The numbers were an improvement on a forecast by the council’s acting CFO Nigel Manvell last December.
Mr Manvell projected a combined shortfall of £ 11 million in council taxes and business tax rates as companies that went bankrupt left properties empty.
At the time, he told the council’s Policy and Resource Committee that more people would be eligible for help with their tax bills or qualifying for exemptions because people lost their jobs during the pandemic.
The position was a dramatic improvement from last July when Mr Manvell warned the council was facing a potential £ 49m black hole in the town hall’s finances.
The grim picture was a conservative forecast as adult welfare costs skyrocketed and the council pulled in a monthly bill of £ 500,000 for personal protective equipment (PPE). At the same time, it lost revenue from parking and events.

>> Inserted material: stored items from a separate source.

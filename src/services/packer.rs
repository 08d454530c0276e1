// ============================================================================
// 打包服务：在内存中收集 APK 条目，最后一次性写出 ZIP
// 纯 Rust 函数，只接收显式参数，方便单元测试
// ============================================================================
//
// 条目顺序：清单 → classes.dex → resources.arsc → 资源 → 图标 → 签名元数据。
// 可选步骤（资源、图标）失败只记录说明并跳过；写盘失败时删除残留文件，
// 改为写出只包含根目录候选文件的回退包。

use std::io::Write;
use std::path::{Path, PathBuf};

use crate::config::PipelineSettings;
use crate::models::dtos::Analysis;
use crate::services::build_strategy::get_builder;
use crate::services::segments::{
    arsc_segment, dex_segment, signature_blob, signature_file, signing_manifest, solid_png,
};
use crate::services::templates::{android_manifest, TemplateValues};
use crate::services::FALLBACK_FILES;
use crate::utils::error::{AppError, AppResult};

/// 图标写入的密度目录
const ICON_PATHS: &[&str] = &[
    "res/mipmap-mdpi/ic_launcher.png",
    "res/mipmap-hdpi/ic_launcher.png",
    "res/mipmap-xhdpi/ic_launcher.png",
];

/// 打包结果
#[derive(Debug, Clone, PartialEq, Eq)]
pub struct PackagedApk {
    /// 输出文件完整路径
    pub path: PathBuf,
    /// 输出文件字节数
    pub size: u64,
    /// 写入的条目名，按写入顺序
    pub entries: Vec<String>,
    /// 是否为回退包
    pub fallback: bool,
    /// 被跳过的可选步骤说明
    pub notes: Vec<String>,
}

/// 内存中的 APK 条目
pub type Entry = (String, Vec<u8>);

/// 组装 APK 并写到 `<project>/<output_dir>/<apk_file_name>`
///
/// # 返回
/// - `Ok(PackagedApk)`: 正常包或回退包
/// - `Err(AppError)`: 回退包也无法写出
pub fn assemble(
    project_path: &Path,
    analysis: &Analysis,
    settings: &PipelineSettings,
) -> AppResult<PackagedApk> {
    let output = project_path.join(settings.relative_output_path());
    let (entries, mut notes) = collect_entries(project_path, analysis, settings);

    match write_archive(&output, &entries) {
        Ok(size) => {
            log::info!("APK 已写出：{}（{} 字节）", output.display(), size);
            Ok(PackagedApk {
                path: output,
                size,
                entries: entries.into_iter().map(|(name, _)| name).collect(),
                fallback: false,
                notes,
            })
        }
        Err(e) => {
            log::warn!("APK 写出失败，改为写出回退包：{}", e);
            notes.push(format!("APK 写出失败：{}", e));
            let fallback = fallback_entries(project_path, settings, &mut notes);
            let size = write_archive(&output, &fallback)?;
            Ok(PackagedApk {
                path: output,
                size,
                entries: fallback.into_iter().map(|(name, _)| name).collect(),
                fallback: true,
                notes,
            })
        }
    }
}

/// 按固定顺序收集所有条目，返回 (条目, 跳过说明)
pub fn collect_entries(
    project_path: &Path,
    analysis: &Analysis,
    settings: &PipelineSettings,
) -> (Vec<Entry>, Vec<String>) {
    let values = TemplateValues::from_config(&analysis.build_config);
    let mut entries: Vec<Entry> = vec![
        (
            "AndroidManifest.xml".to_string(),
            android_manifest(&values).into_bytes(),
        ),
        ("classes.dex".to_string(), dex_segment(settings.dex_size)),
        ("resources.arsc".to_string(), arsc_segment(settings.arsc_size)),
    ];

    let collected = get_builder(analysis.framework).collect_assets(project_path, settings);
    let mut notes = collected.notes;
    entries.extend(collected.entries.into_iter().map(|a| (a.name, a.data)));

    match solid_png(settings.icon_size) {
        Ok(icon) => {
            for path in ICON_PATHS {
                entries.push((path.to_string(), icon.clone()));
            }
        }
        Err(e) => notes.push(format!("跳过图标：{}", e)),
    }

    // 签名元数据覆盖以上全部条目，必须最后计算
    let manifest_mf = signing_manifest(entries.iter().map(|(n, d)| (n.as_str(), d.as_slice())));
    let cert_sf = signature_file(&manifest_mf);
    entries.push(("META-INF/MANIFEST.MF".to_string(), manifest_mf.into_bytes()));
    entries.push(("META-INF/CERT.SF".to_string(), cert_sf.into_bytes()));
    entries.push((
        "META-INF/CERT.RSA".to_string(),
        signature_blob(settings.signature_size),
    ));

    for note in &notes {
        log::warn!("{}", note);
    }
    (entries, notes)
}

/// 回退包条目：根目录下存在的候选文件
fn fallback_entries(
    project_path: &Path,
    settings: &PipelineSettings,
    notes: &mut Vec<String>,
) -> Vec<Entry> {
    FALLBACK_FILES
        .iter()
        .filter(|name| project_path.join(name).is_file())
        .filter_map(|name| {
            match crate::services::build_strategy::read_truncated(
                &project_path.join(name),
                settings.max_asset_bytes,
            ) {
                Ok((data, _)) => Some((name.to_string(), data)),
                Err(e) => {
                    notes.push(format!("回退包跳过 {}：{}", name, e));
                    None
                }
            }
        })
        .collect()
}

/// 将条目写成 ZIP（Deflated），返回文件大小
///
/// 写入中途失败时删除残留的半成品文件。
pub fn write_archive(path: &Path, entries: &[Entry]) -> AppResult<u64> {
    if let Some(parent) = path.parent() {
        std::fs::create_dir_all(parent).map_err(|e| {
            AppError::PackageError(format!("无法创建输出目录 {}: {}", parent.display(), e))
        })?;
    }

    let file = std::fs::File::create(path).map_err(|e| {
        AppError::PackageError(format!("无法创建 APK 文件 {}: {}", path.display(), e))
    })?;

    // 成功后解除，失败时清理半成品
    let guard = scopeguard::guard(path.to_path_buf(), |p| {
        let _ = std::fs::remove_file(&p);
    });

    let mut zip_writer = zip::ZipWriter::new(file);
    let options = zip::write::SimpleFileOptions::default()
        .compression_method(zip::CompressionMethod::Deflated);

    for (name, data) in entries {
        zip_writer.start_file(name.as_str(), options)?;
        zip_writer.write_all(data)?;
    }
    zip_writer.finish()?;

    let path = scopeguard::ScopeGuard::into_inner(guard);
    Ok(std::fs::metadata(&path)?.len())
}

// ============================================================================
// 单元测试
// ============================================================================

#[cfg(test)]
mod tests {
    use super::*;
    use crate::services::analyzer::analyze_project;
    use std::fs;
    use std::io::Read;
    use tempfile::TempDir;

    fn read_entry(path: &Path, name: &str) -> Vec<u8> {
        let file = fs::File::open(path).unwrap();
        let mut archive = zip::ZipArchive::new(file).unwrap();
        let mut entry = archive.by_name(name).unwrap();
        let mut buf = Vec::new();
        entry.read_to_end(&mut buf).unwrap();
        buf
    }

    fn entry_names(path: &Path) -> Vec<String> {
        let file = fs::File::open(path).unwrap();
        let archive = zip::ZipArchive::new(file).unwrap();
        archive.file_names().map(String::from).collect()
    }

    #[test]
    fn test_assemble_generic_project() {
        let dir = TempDir::new().unwrap();
        fs::write(dir.path().join("index.html"), "<html></html>").unwrap();
        let settings = PipelineSettings::default();
        let analysis = analyze_project(dir.path(), &settings).unwrap();

        let apk = assemble(dir.path(), &analysis, &settings).unwrap();
        assert!(!apk.fallback);
        assert!(apk.size > 0);
        assert_eq!(
            apk.path,
            dir.path().join("build/outputs/apk/release/app-release.apk")
        );
        assert_eq!(
            apk.entries.first().map(String::as_str),
            Some("AndroidManifest.xml")
        );
        assert_eq!(
            apk.entries.last().map(String::as_str),
            Some("META-INF/CERT.RSA")
        );

        let names = entry_names(&apk.path);
        for expected in [
            "classes.dex",
            "resources.arsc",
            "assets/index.html",
            "res/mipmap-hdpi/ic_launcher.png",
            "META-INF/MANIFEST.MF",
            "META-INF/CERT.SF",
        ] {
            assert!(names.iter().any(|n| n == expected), "缺少条目 {}", expected);
        }

        let manifest = String::from_utf8(read_entry(&apk.path, "AndroidManifest.xml")).unwrap();
        assert!(manifest.contains("android:label=\"Mobile App\""));
        assert!(manifest.contains("package=\"com.genericmobile.mobileapp\""));
    }

    #[test]
    fn test_signing_manifest_covers_payload_entries() {
        let dir = TempDir::new().unwrap();
        fs::write(dir.path().join("index.js"), "console.log('hi')").unwrap();
        let settings = PipelineSettings::default();
        let analysis = analyze_project(dir.path(), &settings).unwrap();

        let apk = assemble(dir.path(), &analysis, &settings).unwrap();
        let mf = String::from_utf8(read_entry(&apk.path, "META-INF/MANIFEST.MF")).unwrap();
        let dex = read_entry(&apk.path, "classes.dex");
        assert!(mf.contains("Name: classes.dex"));
        assert!(mf.contains(&crate::services::segments::sha256_hex(&dex)));
        assert!(!mf.contains("Name: META-INF/CERT.RSA"));

        let rsa = read_entry(&apk.path, "META-INF/CERT.RSA");
        assert_eq!(&rsa[..2], &[0x30, 0x82]);
    }

    #[test]
    fn test_missing_asset_is_skipped_not_fatal() {
        let dir = TempDir::new().unwrap();
        fs::create_dir_all(dir.path().join("www")).unwrap();
        fs::write(
            dir.path().join("config.xml"),
            "<widget id=\"com.x.y\"></widget>",
        )
        .unwrap();
        fs::write(dir.path().join("www/index.html"), "<html/>").unwrap();
        let settings = PipelineSettings::default();
        let analysis = analyze_project(dir.path(), &settings).unwrap();

        fs::remove_file(dir.path().join("www/index.html")).unwrap();
        let apk = assemble(dir.path(), &analysis, &settings).unwrap();
        assert!(!apk.fallback);
        assert!(!apk.entries.iter().any(|n| n == "assets/www/index.html"));
        assert!(apk.notes.iter().any(|n| n.contains("www/index.html")));
    }

    #[test]
    fn test_write_failure_removes_partial_output() {
        let dir = TempDir::new().unwrap();
        // 输出路径被目录占用，创建文件失败
        let target = dir.path().join("out.apk");
        fs::create_dir_all(&target).unwrap();
        let entries = vec![("a.txt".to_string(), b"a".to_vec())];

        assert!(write_archive(&target, &entries).is_err());
        assert!(target.is_dir());
    }

    #[test]
    fn test_duplicate_entry_triggers_fallback_archive() {
        let dir = TempDir::new().unwrap();
        fs::write(dir.path().join("package.json"), "{}").unwrap();
        fs::write(dir.path().join("build.gradle"), "// root").unwrap();
        let settings = PipelineSettings::default();

        // 两个同名条目会让 ZipWriter 拒绝写入
        let duplicated = vec![
            ("dup.txt".to_string(), b"1".to_vec()),
            ("dup.txt".to_string(), b"2".to_vec()),
        ];
        let output = dir.path().join(settings.relative_output_path());
        assert!(write_archive(&output, &duplicated).is_err());
        assert!(!output.exists());

        let mut notes = Vec::new();
        let fallback = fallback_entries(dir.path(), &settings, &mut notes);
        let names: Vec<&str> = fallback.iter().map(|(n, _)| n.as_str()).collect();
        assert_eq!(names, vec!["package.json", "build.gradle"]);
        assert!(write_archive(&output, &fallback).unwrap() > 0);
    }
}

At the end of the financial year the Council’s total budget was under £ 4.8 million. This was attributed to a mix of additional government grants and lower spending. But there was a combined deficit of £ 8 million in council tax and corporate rates.
The council is expected to receive a £ 4.5m government grant for its combined fund deficit for fiscal 2020/21, which ended in March.
Green Councilor Tom Druitt said: “The pandemic has posed many challenges to the finances of residents and the council.
“Like many parishes, Brighton and Hove City Council has received less tax than expected – mainly due to delays in building developments across the city, an increased number of people benefiting from a community tax break, and an increased number Number of businesses fail and fewer startups, as well as an impact on collection performance as more people and businesses get into financial trouble and default.
“The government has given the councils one-time funding to deal with these losses and has allowed us to spread these losses over a three-year period, which gives us some breathing space.
“In Brighton and Hove, government funding made up 75 percent of the loss of income. That helps, of course, but doesn’t fill the gap.
“National analysis also suggests that other councils are in a similar position, with a recent public report showing that most councils are still anticipating cuts.
“We know that there are still challenges and want to keep our city on a secure foundation.
“After more than 10 years of government cuts to council budgets, councils still have to work hard to maintain services to residents, especially adult welfare.
“Although short-term Covid grants have proven essential, we continue to advocate a long-term financial settlement for the councils to plan the services well into the future.”